The aims and scope of each Spandidos Publications journal are available from our website. The authors are strongly encouraged to carefully review the acceptance criteria for the journal they are considering and ensure that the study described in the manuscript adheres to the aims and scope of that journal. If a manuscript does not meet the aims and scope of a particular journal, it is possible to have it transferred to another, more suitable Spandidos Publications journal.
Transfers may be requested via email. Please note that a request for a manuscript transfer does not guarantee that the manuscript will be considered by the receiving journal. This process is only meant to facilitate transfer of manuscripts and associated files from journal to journal, without the need for withdrawal and/or resubmission.

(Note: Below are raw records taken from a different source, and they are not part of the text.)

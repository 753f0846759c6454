//! CSS-selector extractor over fetched profile pages.
//!
//! Selector depth is deliberately shallow: the orchestration layer is
//! the product here, and this implementation exists so the pipeline
//! runs end to end against the portal's markup. Tightening individual
//! selectors does not change any orchestration contract.

use scraper::{Html, Selector};
use tracing::debug;

use crate::error::ExtractionError;
use crate::traits::BaseFieldExtractor;
use crate::types::{
    FinancialFields, FundingRound, NewsArticle, NewsFields, SubPageLinks, SummaryFields,
    TechFields,
};

fn selector(css: &str) -> Result<Selector, ExtractionError> {
    Selector::parse(css).map_err(|e| ExtractionError::InvalidSelector(e.to_string()))
}

fn text_of(doc: &Html, css: &str) -> Result<Option<String>, ExtractionError> {
    let sel = selector(css)?;
    Ok(doc
        .select(&sel)
        .next()
        .map(|el| el.text().collect::<String>().trim().to_string())
        .filter(|t| !t.is_empty()))
}

fn attr_of(doc: &Html, css: &str, attr: &str) -> Result<Option<String>, ExtractionError> {
    let sel = selector(css)?;
    Ok(doc
        .select(&sel)
        .next()
        .and_then(|el| el.value().attr(attr))
        .map(|v| v.trim().to_string())
        .filter(|v| !v.is_empty()))
}

/// The portal renders an account button only while the session is
/// authenticated; its absence on a 200 response means the session
/// silently expired and the worker must log in again.
pub fn has_session_marker(body: &str) -> bool {
    let doc = Html::parse_document(body);
    match Selector::parse(r#"button[aria-label="Account"]"#) {
        Ok(sel) => doc.select(&sel).next().is_some(),
        Err(_) => false,
    }
}

/// Extractor backed by the `scraper` crate's CSS selectors.
#[derive(Debug, Default)]
pub struct HtmlExtractor;

impl HtmlExtractor {
    pub fn new() -> Self {
        Self
    }
}

impl BaseFieldExtractor for HtmlExtractor {
    fn extract_summary(
        &self,
        body: &str,
    ) -> Result<(SummaryFields, SubPageLinks), ExtractionError> {
        let doc = Html::parse_document(body);

        let fields = SummaryFields {
            name: text_of(&doc, "h1.profile-name")?
                .or(text_of(&doc, "h1")?),
            description: text_of(&doc, "span.description")?
                .or(attr_of(&doc, r#"meta[name="description"]"#, "content")?),
            founded: text_of(&doc, "span.component--field-formatter.field-type-date_precision")?,
            location: text_of(&doc, "span.component--field-formatter.field-type-identifier")?,
            website: attr_of(&doc, "a.component--field-formatter.link-accent", "href")?,
            logo_url: attr_of(&doc, "img.profile-logo", "src")?,
        };

        let tab = |name: &str| -> Result<bool, ExtractionError> {
            let sel = selector(&format!(r#"a[href$="/{}"]"#, name))?;
            Ok(doc.select(&sel).next().is_some())
        };
        let links = SubPageLinks {
            financial: tab("financial_details")?,
            news: tab("news_and_analysis")?,
            tech: tab("tech_details")?,
        };

        debug!(
            has_description = fields.has_description(),
            ?links,
            "summary extracted"
        );
        Ok((fields, links))
    }

    fn extract_financial(&self, body: &str) -> Result<FinancialFields, ExtractionError> {
        let doc = Html::parse_document(body);

        let row_sel = selector("table.funding-rounds tbody tr")?;
        let cell_sel = selector("td")?;
        let mut funding_rounds = Vec::new();
        for row in doc.select(&row_sel) {
            let cells: Vec<String> = row
                .select(&cell_sel)
                .map(|c| c.text().collect::<String>().trim().to_string())
                .collect();
            funding_rounds.push(FundingRound {
                announced_on: cells.first().cloned().filter(|c| !c.is_empty()),
                round: cells.get(1).cloned().filter(|c| !c.is_empty()),
                money_raised: cells.get(2).cloned().filter(|c| !c.is_empty()),
            });
        }

        Ok(FinancialFields {
            total_funding_amount: text_of(&doc, "span.total-funding")?,
            num_investors: text_of(&doc, "span.num-investors")?
                .and_then(|v| v.replace(',', "").parse().ok()),
            funding_rounds,
        })
    }

    fn extract_news(&self, body: &str) -> Result<NewsFields, ExtractionError> {
        let doc = Html::parse_document(body);

        let item_sel = selector("div.press-reference")?;
        let mut articles = Vec::new();
        for item in doc.select(&item_sel) {
            let link_sel = selector("a")?;
            let link = item.select(&link_sel).next();
            articles.push(NewsArticle {
                title: link
                    .map(|a| a.text().collect::<String>().trim().to_string())
                    .filter(|t| !t.is_empty()),
                url: link
                    .and_then(|a| a.value().attr("href"))
                    .map(str::to_string),
                published_at: item
                    .select(&selector("span.date")?)
                    .next()
                    .map(|el| el.text().collect::<String>().trim().to_string()),
                publisher: item
                    .select(&selector("span.publisher")?)
                    .next()
                    .map(|el| el.text().collect::<String>().trim().to_string()),
            });
        }

        Ok(NewsFields { articles })
    }

    fn extract_tech(&self, body: &str) -> Result<TechFields, ExtractionError> {
        let doc = Html::parse_document(body);

        let product_sel = selector("div.active-products li")?;
        let active_products = doc
            .select(&product_sel)
            .map(|el| el.text().collect::<String>().trim().to_string())
            .filter(|p| !p.is_empty())
            .collect();

        Ok(TechFields {
            active_products,
            monthly_visits: text_of(&doc, "span.monthly-visits")?,
        })
    }
}

#[cfg(test)]
mod tests {
    use super::*;

    #[test]
    fn session_marker_detected() {
        let body = r#"<html><body><button aria-label="Account">Me</button></body></html>"#;
        assert!(has_session_marker(body));
        assert!(!has_session_marker("<html><body>Log in</body></html>"));
    }

    #[test]
    fn summary_reports_subpage_links() {
        let body = r#"
            <html><body>
              <h1 class="profile-name">Acme Robotics</h1>
              <span class="description">Industrial robot arms.</span>
              <a href="/organization/acme/financial_details">Financials</a>
              <a href="/organization/acme/news_and_analysis">News</a>
            </body></html>"#;
        let (fields, links) = HtmlExtractor::new().extract_summary(body).unwrap();
        assert_eq!(fields.name.as_deref(), Some("Acme Robotics"));
        assert!(fields.has_description());
        assert!(links.financial);
        assert!(links.news);
        assert!(!links.tech);
    }

    #[test]
    fn financial_rows_parsed() {
        let body = r#"
            <html><body>
              <span class="total-funding">$12M</span>
              <table class="funding-rounds"><tbody>
                <tr><td>Jan 3, 2024</td><td>Series A</td><td>$10M</td></tr>
                <tr><td>Mar 1, 2022</td><td>Seed</td><td>$2M</td></tr>
              </tbody></table>
            </body></html>"#;
        let fields = HtmlExtractor::new().extract_financial(body).unwrap();
        assert_eq!(fields.total_funding_amount.as_deref(), Some("$12M"));
        assert_eq!(fields.funding_rounds.len(), 2);
        assert_eq!(fields.funding_rounds[1].round.as_deref(), Some("Seed"));
    }
}
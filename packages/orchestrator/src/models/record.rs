use chrono::{DateTime, Utc};
use extraction::{FinancialFields, NewsFields, ScrapeDocument, SummaryFields, TechFields};
use serde::{Deserialize, Serialize};
use sqlx::types::Json;
use uuid::Uuid;

pub type OrgRecordId = Uuid;

/// The persisted, continuously refreshed result document for one
/// target. Field groups live in JSONB columns, one per sub-resource.
///
/// Records are never deleted. A corrupted record keeps its row (flag
/// plus a side copy in the quarantine table) so later refresh tiers
/// can still find and re-attempt it, while the duplicate-ingestion
/// existence check skips it.
#[derive(Debug, Clone, Serialize, Deserialize, sqlx::FromRow)]
pub struct OrgRecord {
    pub id: OrgRecordId,
    pub url: String,
    pub name: String,
    pub summary: Option<Json<SummaryFields>>,
    pub financial: Option<Json<FinancialFields>>,
    pub news: Option<Json<NewsFields>>,
    pub tech: Option<Json<TechFields>>,
    pub corrupted: bool,
    pub is_updated: bool,
    pub update_queued_at: Option<DateTime<Utc>>,
    pub updated_at: Option<DateTime<Utc>>,
    pub last_processed_at: Option<DateTime<Utc>>,
    pub created_at: DateTime<Utc>,
}

impl OrgRecord {
    /// Assemble a fresh record from a merged scrape document.
    pub fn from_document(url: String, name: String, doc: &ScrapeDocument) -> Self {
        let now = Utc::now();
        Self {
            id: Uuid::new_v4(),
            url,
            name,
            summary: doc.summary.clone().map(Json),
            financial: doc.financial.clone().map(Json),
            news: doc.news.clone().map(Json),
            tech: doc.tech.clone().map(Json),
            corrupted: false,
            is_updated: true,
            update_queued_at: None,
            updated_at: Some(now),
            last_processed_at: Some(now),
            created_at: now,
        }
    }
}
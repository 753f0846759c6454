use serde::{Deserialize, Serialize};

use super::WorkerRole;

/// One rate-limited portal account.
///
/// Credentials come from the config file and live for the whole run;
/// the distributor marks which role a credential is bound to, nothing
/// ever deletes one mid-run.
#[derive(Debug, Clone, Serialize, Deserialize)]
pub struct Credential {
    /// Login identifier (the portal uses email addresses)
    pub id: String,
    pub secret: String,
    #[serde(default = "default_active")]
    pub active: bool,
    #[serde(skip)]
    pub role_in_use: Option<WorkerRole>,
}

fn default_active() -> bool {
    true
}

impl Credential {
    pub fn new(id: impl Into<String>, secret: impl Into<String>) -> Self {
        Self {
            id: id.into(),
            secret: secret.into(),
            active: true,
            role_in_use: None,
        }
    }
}
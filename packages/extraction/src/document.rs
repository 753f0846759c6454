//! Merged scrape result for one organization.

use serde::{Deserialize, Serialize};
use tracing::debug;

use crate::types::{FinancialFields, NewsFields, SummaryFields, TechFields};

/// One named field group, as produced by a single sub-resource fetch.
#[derive(Debug, Clone, PartialEq)]
pub enum FieldGroup {
    Summary(SummaryFields),
    Financial(FinancialFields),
    News(NewsFields),
    Tech(TechFields),
}

impl FieldGroup {
    pub fn name(&self) -> &'static str {
        match self {
            FieldGroup::Summary(_) => "summary",
            FieldGroup::Financial(_) => "financial",
            FieldGroup::News(_) => "news",
            FieldGroup::Tech(_) => "tech",
        }
    }
}

/// The merged result document for one target, one slot per group.
///
/// Merge precedence: the first write to a slot wins. The summary is
/// always extracted first, so a later sub-resource can never
/// overwrite an already-set summary field.
#[derive(Debug, Clone, Default, PartialEq, Serialize, Deserialize)]
pub struct ScrapeDocument {
    pub summary: Option<SummaryFields>,
    pub financial: Option<FinancialFields>,
    pub news: Option<NewsFields>,
    pub tech: Option<TechFields>,
}

impl ScrapeDocument {
    pub fn new() -> Self {
        Self::default()
    }

    /// Merge a field group into the document.
    ///
    /// Returns `false` (and leaves the slot untouched) if the group
    /// was already set.
    pub fn merge(&mut self, group: FieldGroup) -> bool {
        let slot = group.name();
        let merged = match group {
            FieldGroup::Summary(s) if self.summary.is_none() => {
                self.summary = Some(s);
                true
            }
            FieldGroup::Financial(f) if self.financial.is_none() => {
                self.financial = Some(f);
                true
            }
            FieldGroup::News(n) if self.news.is_none() => {
                self.news = Some(n);
                true
            }
            FieldGroup::Tech(t) if self.tech.is_none() => {
                self.tech = Some(t);
                true
            }
            _ => false,
        };
        if !merged {
            debug!(slot, "group slot already set, keeping the first extraction");
        }
        merged
    }

    /// Whether the usable core field (summary description) is present.
    pub fn has_core_description(&self) -> bool {
        self.summary
            .as_ref()
            .map(|s| s.has_description())
            .unwrap_or(false)
    }
}

#[cfg(test)]
mod tests {
    use super::*;

    #[test]
    fn first_summary_wins() {
        let mut doc = ScrapeDocument::new();
        assert!(doc.merge(FieldGroup::Summary(SummaryFields {
            description: Some("a robotics startup".into()),
            ..Default::default()
        })));

        // Second summary must not displace the first
        assert!(!doc.merge(FieldGroup::Summary(SummaryFields {
            description: Some("something else".into()),
            ..Default::default()
        })));
        assert_eq!(
            doc.summary.unwrap().description.as_deref(),
            Some("a robotics startup")
        );
    }

    #[test]
    fn groups_fill_independent_slots() {
        let mut doc = ScrapeDocument::new();
        assert!(doc.merge(FieldGroup::Summary(SummaryFields::default())));
        assert!(doc.merge(FieldGroup::Financial(FinancialFields::default())));
        assert!(doc.merge(FieldGroup::News(NewsFields::default())));
        assert!(doc.merge(FieldGroup::Tech(TechFields::default())));
        assert!(doc.financial.is_some());
        assert!(doc.tech.is_some());
    }

    #[test]
    fn blank_description_is_not_core() {
        let mut doc = ScrapeDocument::new();
        doc.merge(FieldGroup::Summary(SummaryFields {
            description: Some("   ".into()),
            ..Default::default()
        }));
        assert!(!doc.has_core_description());
    }
}
// Trait seam between the worker and the page extractors.
//
// Naming convention: Base* for trait names (matches the rest of the
// codebase's dependency-injection traits).

use crate::error::ExtractionError;
use crate::types::{FinancialFields, NewsFields, SubPageLinks, SummaryFields, TechFields};

/// Extracts typed field groups from fetched page bodies.
///
/// One method per sub-resource type. Extraction is pure CPU work on
/// an already-fetched body, so the methods are synchronous.
pub trait BaseFieldExtractor: Send + Sync {
    /// Extract the summary group plus the set of sub-pages the
    /// profile links to.
    fn extract_summary(
        &self,
        body: &str,
    ) -> Result<(SummaryFields, SubPageLinks), ExtractionError>;

    fn extract_financial(&self, body: &str) -> Result<FinancialFields, ExtractionError>;

    fn extract_news(&self, body: &str) -> Result<NewsFields, ExtractionError>;

    fn extract_tech(&self, body: &str) -> Result<TechFields, ExtractionError>;
}
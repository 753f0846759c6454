//! Document-store access behind a trait so tests can inject mocks.
//!
//! The store is the only shared mutable state between workers; all
//! cross-worker coordination (claims, counters, queue flags) goes
//! through these methods, never through in-memory locks; workers are
//! separate processes.
//!
//! Sampling methods are split one-per-selection-tier on purpose: the
//! selector's fall-through contract ("a tier is only consulted while
//! the batch is under-filled") is asserted in tests by counting calls
//! per method.

pub mod mock;
pub mod postgres;

pub use postgres::PgStorage;

use anyhow::Result;
use async_trait::async_trait;
use chrono::{DateTime, Utc};
use extraction::ScrapeDocument;
use std::collections::HashSet;
use uuid::Uuid;

use crate::models::{OrgRecord, OrgRecordId, RunOutcome, RunStatus, WorkItem, WorkItemId};

#[async_trait]
pub trait Storage: Send + Sync {
    // ── Work-item queue (new role) ─────────────────────────────────

    /// Random sample of items with `status = pending`.
    async fn sample_pending_items(&self, n: usize) -> Result<Vec<WorkItem>>;

    /// Random sample of unread-or-pending items. With `created_before`
    /// set, only items created before the cutoff (or with no creation
    /// timestamp) match.
    async fn sample_stale_items(
        &self,
        n: usize,
        created_before: Option<DateTime<Utc>>,
    ) -> Result<Vec<WorkItem>>;

    /// Random sample of items stuck in `claimed` whose claim lease
    /// expired before the cutoff.
    async fn sample_expired_claims(
        &self,
        n: usize,
        expired_before: DateTime<Utc>,
    ) -> Result<Vec<WorkItem>>;

    /// Urls that already have a non-corrupted persisted record
    /// (duplicate-ingestion guard).
    async fn existing_record_urls(&self) -> Result<HashSet<String>>;

    /// Atomically claim one item. Succeeds only if the item is not
    /// currently claimed, or its claim lease expired before
    /// `lease_expired_before`. Returns `false` when another worker
    /// won the race.
    async fn claim_item(
        &self,
        id: WorkItemId,
        lease_expired_before: DateTime<Utc>,
    ) -> Result<bool>;

    async fn complete_item(&self, id: WorkItemId) -> Result<()>;

    async fn fail_item(&self, id: WorkItemId) -> Result<()>;

    // ── Record refresh (update role) ───────────────────────────────
    // All record sampling excludes `corrupted = true` rows.

    /// Records whose summary description is missing or blank.
    async fn sample_records_blank_description(&self, n: usize) -> Result<Vec<OrgRecord>>;

    /// Records whose total funding amount equals the obfuscation
    /// sentinel literally.
    async fn sample_records_funding_sentinel(
        &self,
        n: usize,
        sentinel: &str,
    ) -> Result<Vec<OrgRecord>>;

    /// Records founded in a recent year (regex over the founded
    /// field) and not updated since the cutoff.
    async fn sample_records_recent_founded(
        &self,
        n: usize,
        year_pattern: &str,
        not_updated_since: DateTime<Utc>,
    ) -> Result<Vec<OrgRecord>>;

    /// Records with non-empty financial data and description, not
    /// updated since the cutoff.
    async fn sample_records_stale_financial(
        &self,
        n: usize,
        not_updated_since: DateTime<Utc>,
    ) -> Result<Vec<OrgRecord>>;

    /// Records with any watched field matching the obfuscation marker
    /// case-insensitively (and a usable description).
    async fn sample_records_obfuscated(
        &self,
        n: usize,
        marker: &str,
    ) -> Result<Vec<OrgRecord>>;

    /// Random sample of work items flagged `update_first`.
    async fn sample_flagged_items(&self, n: usize) -> Result<Vec<WorkItem>>;

    /// Clear the `update_first` flag on the given items, stamping
    /// `processed_at`.
    async fn clear_update_flags(&self, ids: &[WorkItemId]) -> Result<()>;

    /// Non-corrupted records for the given urls with a usable
    /// description, not updated since the cutoff.
    async fn find_records_for_urls(
        &self,
        urls: &[String],
        not_updated_since: DateTime<Utc>,
    ) -> Result<Vec<OrgRecord>>;

    /// Best-effort bulk queue-mark: `update_queued_at = now`,
    /// `is_updated = false` for every id.
    async fn mark_records_queued(&self, ids: &[OrgRecordId]) -> Result<()>;

    // ── Result persistence ─────────────────────────────────────────

    async fn insert_record(&self, record: &OrgRecord) -> Result<()>;

    /// Replace a record's field groups with a fresh scrape
    /// (`is_updated = true`, refreshed timestamps, `corrupted = false`).
    async fn update_record_document(&self, id: OrgRecordId, doc: &ScrapeDocument) -> Result<()>;

    /// Flag a record corrupted in place (timestamps refreshed, row
    /// kept; records are never deleted).
    async fn mark_record_corrupted(&self, id: OrgRecordId) -> Result<()>;

    /// Duplicate-insert a corrupted record into the quarantine store,
    /// unless a quarantine copy for the url already exists.
    async fn quarantine_copy(&self, record: &OrgRecord) -> Result<()>;

    /// Monotonically accumulate a named counter.
    async fn increment_stat(&self, key: &str, by: i64) -> Result<()>;

    // ── Run outcomes ───────────────────────────────────────────────

    /// Drop stale `running` rows for a slot before relaunch so there
    /// is never more than one "currently running" signal per slot.
    async fn delete_stale_running(&self, slot: i32) -> Result<()>;

    async fn insert_run_outcome(&self, outcome: &RunOutcome) -> Result<()>;

    async fn finalize_run_outcome(
        &self,
        id: Uuid,
        status: RunStatus,
        ended_at: DateTime<Utc>,
        duration_secs: f64,
        output_tail: &str,
    ) -> Result<()>;
}
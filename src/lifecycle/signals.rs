//! OS signal handling.

/// Resolve on SIGINT (Ctrl+C) or, on Unix, SIGTERM.
pub async fn wait_for_shutdown_signal() {
    let ctrl_c = async {
        if let Err(e) = tokio::signal::ctrl_c().await {
            tracing::error!(error = %e, "Failed to install Ctrl+C handler");
            std::future::pending::<()>().await;
        }
    };

    #[cfg(unix)]
    let terminate = async {
        match tokio::signal::unix::signal(tokio::signal::unix::SignalKind::terminate()) {
            Ok(mut signal) => {
                signal.recv().await;
            }
            Err(e) => {
                tracing::error!(error = %e, "Failed to install SIGTERM handler");
                std::future::pending::<()>().await;
            }
        }
    };

    #[cfg(not(unix))]
    let terminate = std::future::pending::<()>();

    tokio::select! {
        _ = ctrl_c => tracing::info!("Received SIGINT"),
        _ = terminate => tracing::info!("Received SIGTERM"),
    }
}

21. Open access (optional)
Articles published online with ‘open access’ can be freely accessed from the journal’s website by all users and are immediately publicly available in PubMed Central and Europe PMC by the publisher. Articles may be licensed under a Creative Commons Attribution-NonCommercial-NoDerivatives 4.0 International License, a Creative Commons Attribution-NonCommercial 4.0 International License or a Creative Commons Attribution 4.0 International License.
All publishing policies at Spandidos Publications allow full compliance with the public access requirements of the major worldwide funding agencies (see www.sherpa.ac.uk for more information). The authors must take all necessary actions to adhere to these policies to ensure full compliance to these requirements, including self-archiving, use of the Spandidos Publications manuscript deposition service and selection of open access publication under the correct license.
21.1. Compliance with funding agencies
All manuscripts that are agency-funded (e.g. NIH, HHMI, Cancer Research UK, Wellcome Trust, etc.) and paid for under the Open Access Option will be deposited automatically and become publicly available in PubMed Central and Europe PMC by the publisher. Alternatively, agency-funded articles without the Open Access Option will be deposited and made publicly available in PubMed Central and Europe PMC 6-12 months following publication, depending on the public access policy of the agency.
21.2. Author self-archiving
Authors are encouraged to submit the final publisher’s version PDF file of their manuscript to the repositories of their institution and/or funding bodies 6 months following publication. A link to the published version on the Spandidos Publications website must be included with full citation details, acknowledging the journal as the original source. Authors who have purchased open access can add the final publisher's PDF file of their manuscript to the repositories of their institution and/or funding bodies immediately.